In Hispania the Eastern and southern coastlines had been conquered by Carthage and were occupied by Iberian peoples. It was possible for Rome to substitute itself for Carthage in these areas.
The Celtic World
The Romans quickly discovered that the peoples of the central plain and the northwest were Celtic. It was in Hispania that the need for a different way of dealing with Celtic tribes was identified.
They cared nothing for the Roman preoccupation in distinguishing other states as “allies” (related by treaty), “subjugates” (fought and surrendered to Rome) or “Enemies” (no surrender but conquered). They knew that the end result was always the same, Roman colonies created roman enclaves within their territory, imposed taxation and forced memers of the clan into service in the Roman army.However if a Roman Consul, General or Governor beat them in the field or even if one of them could put a bigger army in the field than they could themselves, then they were prepared to submit and accept the victor as their “High King”. Even then the Celts demanded self government and distribution of wealth to the whole clan.
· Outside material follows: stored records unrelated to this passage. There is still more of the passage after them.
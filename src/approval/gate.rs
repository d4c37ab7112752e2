//! Actor permission gate
//!
//! Bot identities must be on the allow-list AND hold the capability flag
//! matching the order's category before a decision is accepted. Human
//! admins authenticate upstream and pass through; end users never reach
//! the decision path.

use std::collections::HashMap;

use async_trait::async_trait;

use crate::order::{Actor, ActorType, OrderType};

// ============================================================================
// Capability flags (bitmask)
// ============================================================================
pub mod capability_flags {
    pub const PAYMENT_APPROVAL: u8 = 0x01;
    pub const WITHDRAWAL_APPROVAL: u8 = 0x02;
    pub const WALLET_LOAD_APPROVAL: u8 = 0x04;
    pub const ALL: u8 = 0x07;
}

/// Approval capability categories
#[derive(Debug, Clone, Copy, PartialEq, Eq, Hash)]
#[repr(u8)]
pub enum Capability {
    PaymentApproval = capability_flags::PAYMENT_APPROVAL,
    WithdrawalApproval = capability_flags::WITHDRAWAL_APPROVAL,
    WalletLoadApproval = capability_flags::WALLET_LOAD_APPROVAL,
}

impl Capability {
    #[inline]
    pub fn flag(&self) -> u8 {
        *self as u8
    }

    /// Capability required to decide an order of the given type
    pub fn for_order_type(order_type: OrderType) -> Self {
        match order_type {
            OrderType::TopUpWallet => Capability::WalletLoadApproval,
            OrderType::WithdrawWallet | OrderType::WithdrawGame => {
                Capability::WithdrawalApproval
            }
            OrderType::AdminCredit
            | OrderType::AdminDebit
            | OrderType::GameLoad
            | OrderType::LegacyDeposit => Capability::PaymentApproval,
        }
    }
}

/// Actor permission lookup, supplied by the bot/admin identity layer
#[async_trait]
pub trait ActorDirectory: Send + Sync {
    async fn is_authorized(&self, actor_id: &str, capability: Capability) -> bool;
}

/// Static allow-list with per-actor capability flags
///
/// Presence in the map IS the allow-list; the flags say which order
/// categories the actor may decide.
#[derive(Debug, Default)]
pub struct StaticActorGate {
    grants: HashMap<String, u8>,
}

impl StaticActorGate {
    pub fn new() -> Self {
        Self::default()
    }

    /// Grant capability flags to an actor id (adds it to the allow-list)
    pub fn grant(mut self, actor_id: impl Into<String>, flags: u8) -> Self {
        self.grants.insert(actor_id.into(), flags);
        self
    }

    /// Check whether an actor may act at all for an order type.
    ///
    /// Convenience for handler layers that gate before invoking the
    /// orchestrator: bots go through the directory, admins and the
    /// system actor pass, end users never decide.
    pub fn permits(&self, actor: &Actor, order_type: OrderType) -> bool {
        match actor.kind {
            ActorType::Admin | ActorType::System => true,
            ActorType::EndUser => false,
            ActorType::ApprovalBot => {
                let needed = Capability::for_order_type(order_type);
                self.grants
                    .get(&actor.id)
                    .is_some_and(|flags| flags & needed.flag() != 0)
            }
        }
    }
}

#[async_trait]
impl ActorDirectory for StaticActorGate {
    async fn is_authorized(&self, actor_id: &str, capability: Capability) -> bool {
        self.grants
            .get(actor_id)
            .is_some_and(|flags| flags & capability.flag() != 0)
    }
}
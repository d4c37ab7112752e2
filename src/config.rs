use serde::{Deserialize, Serialize};
use std::fs;

#[derive(Debug, Serialize, Deserialize, Clone)]
pub struct AppConfig {
    pub log_level: String,
    pub log_dir: String,
    pub log_file: String,
    pub use_json: bool,
    pub rotation: String,
    /// PostgreSQL connection URL for the order/account/ledger stores
    #[serde(default)]
    pub postgres_url: Option<String>,
    #[serde(default)]
    pub approval: ApprovalConfig,
    #[serde(default)]
    pub sweeper: SweeperSettings,
}

/// Approval guard settings
#[derive(Debug, Serialize, Deserialize, Clone)]
pub struct ApprovalConfig {
    /// Minutes before an undecided approval prompt is refused
    pub window_minutes: i64,
    /// Single-use token cache capacity
    pub token_capacity: usize,
}

impl Default for ApprovalConfig {
    fn default() -> Self {
        Self {
            window_minutes: 60,
            token_capacity: 4096,
        }
    }
}

/// Expiry sweeper settings
#[derive(Debug, Serialize, Deserialize, Clone)]
pub struct SweeperSettings {
    pub enabled: bool,
    pub scan_interval_secs: u64,
    pub batch_size: usize,
}

impl Default for SweeperSettings {
    fn default() -> Self {
        Self {
            enabled: true,
            scan_interval_secs: 300,
            batch_size: 100,
        }
    }
}

impl AppConfig {
    pub fn load(env: &str) -> Self {
        let config_path = format!("config/{}.yaml", env);
        let content = fs::read_to_string(&config_path)
            .unwrap_or_else(|_| panic!("Failed to read config file: {}", config_path));
        serde_yaml::from_str(&content).expect("Failed to parse config yaml")
    }

    /// Guard configuration derived from the approval settings
    pub fn guard_config(&self) -> crate::approval::GuardConfig {
        crate::approval::GuardConfig {
            approval_window: chrono::Duration::minutes(self.approval.window_minutes),
            token_capacity: self.approval.token_capacity,
        }
    }

    /// Sweeper configuration derived from the settings
    pub fn sweeper_config(&self) -> crate::order::SweeperConfig {
        crate::order::SweeperConfig {
            scan_interval: std::time::Duration::from_secs(self.sweeper.scan_interval_secs),
            approval_window: chrono::Duration::minutes(self.approval.window_minutes),
            batch_size: self.sweeper.batch_size,
        }
    }
}

#[cfg(test)]
mod tests {
    use super::*;

    #[test]
    fn test_defaults() {
        let approval = ApprovalConfig::default();
        assert_eq!(approval.window_minutes, 60);
        assert_eq!(approval.token_capacity, 4096);

        let sweeper = SweeperSettings::default();
        assert!(sweeper.enabled);
        assert_eq!(sweeper.scan_interval_secs, 300);
    }

    #[test]
    fn test_parse_yaml() {
        let yaml = r#"
log_level: info
log_dir: ./logs
log_file: paydesk.log
use_json: false
rotation: daily
approval:
  window_minutes: 30
  token_capacity: 128
"#;
        let config: AppConfig = serde_yaml::from_str(yaml).unwrap();
        assert_eq!(config.log_level, "info");
        assert_eq!(config.approval.window_minutes, 30);
        assert_eq!(config.approval.token_capacity, 128);
        // Missing sections fall back to defaults
        assert!(config.sweeper.enabled);
        assert!(config.postgres_url.is_none());

        let guards = config.guard_config();
        assert_eq!(guards.approval_window, chrono::Duration::minutes(30));
        assert_eq!(guards.token_capacity, 128);
    }
}
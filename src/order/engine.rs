//! Transition Engine
//!
//! The single choke point for order status writes. Validates a requested
//! change against the adjacency map, stamps the last-transition
//! breadcrumb, and hands the store one atomic CAS carrying the status
//! write, the metadata merge and the audit entry.
//!
//! Concurrency control is CAS-plus-re-evaluate: a lost race re-reads the
//! now-current status and resolves the request against it, typically to
//! an idempotent no-op or an `InvalidTransition`. All transitions for one
//! order are totally ordered by the store's serialization; orders never
//! block each other.

use std::sync::Arc;

use rust_decimal::Decimal;
use tracing::{info, warn};

use crate::clock::Clock;

use super::error::OrderError;
use super::state::OrderStatus;
use super::store::{OrderStore, StatusChange};
use super::types::{Actor, ActorType, LastTransition, Metadata, OrderId, OrderRecord};

/// Lost-race retries before giving up with `ConcurrentModification`.
/// Each retry re-reads and re-validates, so contention resolves in one
/// or two passes in practice.
const MAX_CAS_ATTEMPTS: usize = 3;

/// Result of a transition request
#[derive(Debug, Clone)]
pub struct TransitionOutcome {
    pub order: OrderRecord,
    /// True when the order was already in the target state. Callers must
    /// treat this as success; it is what makes retries safe.
    pub is_noop: bool,
}

/// Everything a caller supplies alongside the target status
#[derive(Debug, Default)]
pub struct TransitionCtx<'a> {
    pub reason: Option<&'a str>,
    pub metadata_patch: Metadata,
    /// Optimistic-lock style conflict detection for callers that raced
    pub expected_from: Option<OrderStatus>,
    /// One-shot amount adjustment, set only by `approve`
    pub new_amount: Option<Decimal>,
}

/// Order FSM transition engine
pub struct TransitionEngine {
    store: Arc<dyn OrderStore>,
    clock: Arc<dyn Clock>,
}

impl TransitionEngine {
    pub fn new(store: Arc<dyn OrderStore>, clock: Arc<dyn Clock>) -> Self {
        Self { store, clock }
    }

    pub fn store(&self) -> &Arc<dyn OrderStore> {
        &self.store
    }

    pub fn clock(&self) -> &Arc<dyn Clock> {
        &self.clock
    }

    /// Drive one order to `to`, enforcing the adjacency map
    pub async fn transition(
        &self,
        order_id: &OrderId,
        to: OrderStatus,
        actor: &Actor,
        ctx: TransitionCtx<'_>,
    ) -> Result<TransitionOutcome, OrderError> {
        for attempt in 0..MAX_CAS_ATTEMPTS {
            let record = self
                .store
                .get(order_id)
                .await?
                .ok_or_else(|| OrderError::OrderNotFound(order_id.to_string()))?;
            let current = record.status;

            if current == to {
                return Ok(TransitionOutcome {
                    order: record,
                    is_noop: true,
                });
            }

            if let Some(expected) = ctx.expected_from
                && current != expected
            {
                return Err(OrderError::ConcurrentModification {
                    expected,
                    actual: current,
                });
            }

            if current.is_terminal() {
                return Err(OrderError::AlreadyProcessed(current));
            }

            if !current.can_transition_to(to) {
                return Err(OrderError::InvalidTransition {
                    from: current,
                    to,
                    allowed: legal_next(current),
                });
            }

            let change = self.build_change(current, to, actor, &ctx);
            if let Some(updated) = self
                .store
                .apply_transition(order_id, current, change)
                .await?
            {
                info!(
                    order_id = %order_id,
                    from = %current,
                    to = %to,
                    actor = %actor,
                    "order transitioned"
                );
                return Ok(TransitionOutcome {
                    order: updated,
                    is_noop: false,
                });
            }

            warn!(
                order_id = %order_id,
                from = %current,
                to = %to,
                attempt = attempt + 1,
                "lost transition race - re-evaluating"
            );
        }

        // The row kept moving under us; report the conflict rather than spin
        let actual = self
            .store
            .get(order_id)
            .await?
            .map(|r| r.status)
            .ok_or_else(|| OrderError::OrderNotFound(order_id.to_string()))?;
        Err(OrderError::ConcurrentModification {
            expected: ctx.expected_from.unwrap_or(to),
            actual,
        })
    }

    /// Explicit administrative retry of a failed order back to `approved`.
    ///
    /// `failed -> approved` is deliberately NOT an edge of the state
    /// machine; this is a separately audited manual action restricted to
    /// admins and requiring a reason.
    pub async fn manual_retry(
        &self,
        order_id: &OrderId,
        actor: &Actor,
        reason: &str,
    ) -> Result<TransitionOutcome, OrderError> {
        if actor.kind != ActorType::Admin {
            return Err(OrderError::Unauthorized);
        }
        if reason.trim().is_empty() {
            return Err(OrderError::RetryReasonRequired);
        }

        let record = self
            .store
            .get(order_id)
            .await?
            .ok_or_else(|| OrderError::OrderNotFound(order_id.to_string()))?;

        match record.status {
            OrderStatus::Approved => {
                return Ok(TransitionOutcome {
                    order: record,
                    is_noop: true,
                });
            }
            OrderStatus::Failed => {}
            s if s.is_terminal() => return Err(OrderError::AlreadyProcessed(s)),
            s => {
                return Err(OrderError::InvalidTransition {
                    from: s,
                    to: OrderStatus::Approved,
                    allowed: legal_next(s),
                });
            }
        }

        let mut ctx = TransitionCtx {
            reason: Some(reason),
            ..Default::default()
        };
        ctx.metadata_patch
            .insert("manual_retry".to_string(), serde_json::Value::Bool(true));
        ctx.metadata_patch.insert(
            "manual_retry_by".to_string(),
            serde_json::Value::String(actor.id.clone()),
        );

        let change = self.build_change(OrderStatus::Failed, OrderStatus::Approved, actor, &ctx);
        match self
            .store
            .apply_transition(order_id, OrderStatus::Failed, change)
            .await?
        {
            Some(updated) => {
                info!(
                    order_id = %order_id,
                    actor = %actor,
                    reason = %reason,
                    "failed order manually re-approved"
                );
                Ok(TransitionOutcome {
                    order: updated,
                    is_noop: false,
                })
            }
            None => {
                let actual = self
                    .store
                    .get(order_id)
                    .await?
                    .map(|r| r.status)
                    .ok_or_else(|| OrderError::OrderNotFound(order_id.to_string()))?;
                Err(OrderError::ConcurrentModification {
                    expected: OrderStatus::Failed,
                    actual,
                })
            }
        }
    }

    fn build_change(
        &self,
        from: OrderStatus,
        to: OrderStatus,
        actor: &Actor,
        ctx: &TransitionCtx<'_>,
    ) -> StatusChange {
        let correlation_id = uuid::Uuid::new_v4();
        let breadcrumb = LastTransition {
            from,
            to,
            actor_id: actor.id.clone(),
            actor_type: actor.kind,
            reason: ctx.reason.map(str::to_string),
            at: self.clock.now(),
            correlation_id,
        };

        let mut patch = ctx.metadata_patch.clone();
        patch.insert(
            "last_transition".to_string(),
            serde_json::to_value(&breadcrumb).unwrap_or(serde_json::Value::Null),
        );

        StatusChange {
            to,
            metadata_patch: patch,
            new_amount: ctx.new_amount,
            actor_id: actor.id.clone(),
            actor_type: actor.kind,
            reason: ctx.reason.map(str::to_string),
            correlation_id,
        }
    }
}

fn legal_next(from: OrderStatus) -> String {
    from.allowed_next()
        .iter()
        .map(|s| s.as_str())
        .collect::<Vec<_>>()
        .join(", ")
}
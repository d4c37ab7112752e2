//! Account Store seam
//!
//! Balance reads and the two transactional mutation paths. Each
//! mutation commits the balance write together with its ledger entry;
//! the authoritative sufficient-balance check for debits happens inside
//! that transaction, under the account row lock.

use async_trait::async_trait;
use rust_decimal::Decimal;

use crate::ledger::LedgerEntry;
use crate::order::{OrderError, OrderId};

use super::models::Account;

#[async_trait]
pub trait AccountStore: Send + Sync {
    /// Fetch one account
    async fn get(&self, user_id: i64) -> Result<Option<Account>, OrderError>;

    /// Fetch or create with zero balances (registration-time path)
    async fn open(&self, user_id: i64) -> Result<Account, OrderError>;

    /// Increase cash (and bonus) and append one credit ledger entry, in
    /// one transaction. Creates the account if it does not exist yet.
    async fn credit(
        &self,
        user_id: i64,
        cash: Decimal,
        bonus: Decimal,
        order_id: &OrderId,
    ) -> Result<LedgerEntry, OrderError>;

    /// Re-check `cash_balance >= amount` under the row lock, decrease
    /// cash and append one debit ledger entry, in one transaction.
    /// `InsufficientBalance` aborts with no partial debit.
    async fn debit(
        &self,
        user_id: i64,
        amount: Decimal,
        order_id: &OrderId,
    ) -> Result<LedgerEntry, OrderError>;

    /// Ledger entries for one account, oldest first
    async fn ledger(&self, user_id: i64) -> Result<Vec<LedgerEntry>, OrderError>;
}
It return for this they were prepared to co-operate with Rome but always as an equal.
What they could not understand was that a Roman High King they had accepted as a result of his prowess was replaced, usually less than twelve months later.In the eyes of the Celts the role of High King was personal not institutional so the new appointee had to re-establish their right to the role of High King. Nor could they understand the total change in character, ethics and strategy from one governor to the next. The first governor could be considerate in his treatment of those he vanquished, others murdered indiscriminately even those who sought treaties with the Romans.